## Your goal
The expected result is every line of the records, printed exactly.

## Stored data entries
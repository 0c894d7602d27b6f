// Copyright 2025 the Understory Authors
// SPDX-License-Identifier: Apache-2.0 OR MIT

//! The resolution context seen by styles.

use restyle_attr::{AttrId, ErasedValue, ResourceId, StyleRes};

use crate::resources::StyleResource;

/// The environment a style is resolved against.
///
/// A context owns the style resources that resource-backed styles point at,
/// and dereferences value resources on demand. It is also told when a
/// resolver is obtained and released, which lets hosts pool resolver storage
/// or count outstanding resolvers.
///
/// [`Resources`](crate::Resources) is an in-memory implementation.
pub trait StyleContext {
    /// Looks up a style resource.
    fn style_resource(&self, res: StyleRes) -> Option<&StyleResource>;

    /// Dereferences a value resource.
    fn resolve_resource(&self, resource: ResourceId) -> Option<&ErasedValue>;

    /// Called when a resolver over `scope` has been obtained.
    fn resolver_obtained(&self, scope: &[AttrId]) {
        let _ = scope;
    }

    /// Called exactly once when a resolver is released.
    fn resolver_released(&self) {}
}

## Your solution
repository 0c894d7602d27b6f
// Copyright 2025 the Understory Authors
// SPDX-License-Identifier: Apache-2.0 OR MIT

//! The resolution context seen by styles.

use restyle_attr::{AttrId, ErasedValue, ResourceId, StyleRes};

use crate::resources::StyleResource;

/// The environment a style is resolved against.
///
/// A context owns the style resources that resource-backed styles point at,
/// and dereferences value resources on demand. It is also told when a
/// resolver is obtained and released, which lets hosts pool resolver storage
/// or count outstanding resolvers.
///
/// [`Resources`](crate::Resources) is an in-memory implementation.
pub trait StyleContext {
    /// Looks up a style resource.
    fn style_resource(&self, res: StyleRes) -> Option<&StyleResource>;

    /// Dereferences a value resource.
    fn resolve_resource(&self, resource: ResourceId) -> Option<&ErasedValue>;

    /// Called when a resolver over `scope` has been obtained.
    fn resolver_obtained(&self, scope: &[AttrId]) {
        let _ = scope;
    }

    /// Called exactly once when a resolver is released.
    fn resolver_released(&self) {}
}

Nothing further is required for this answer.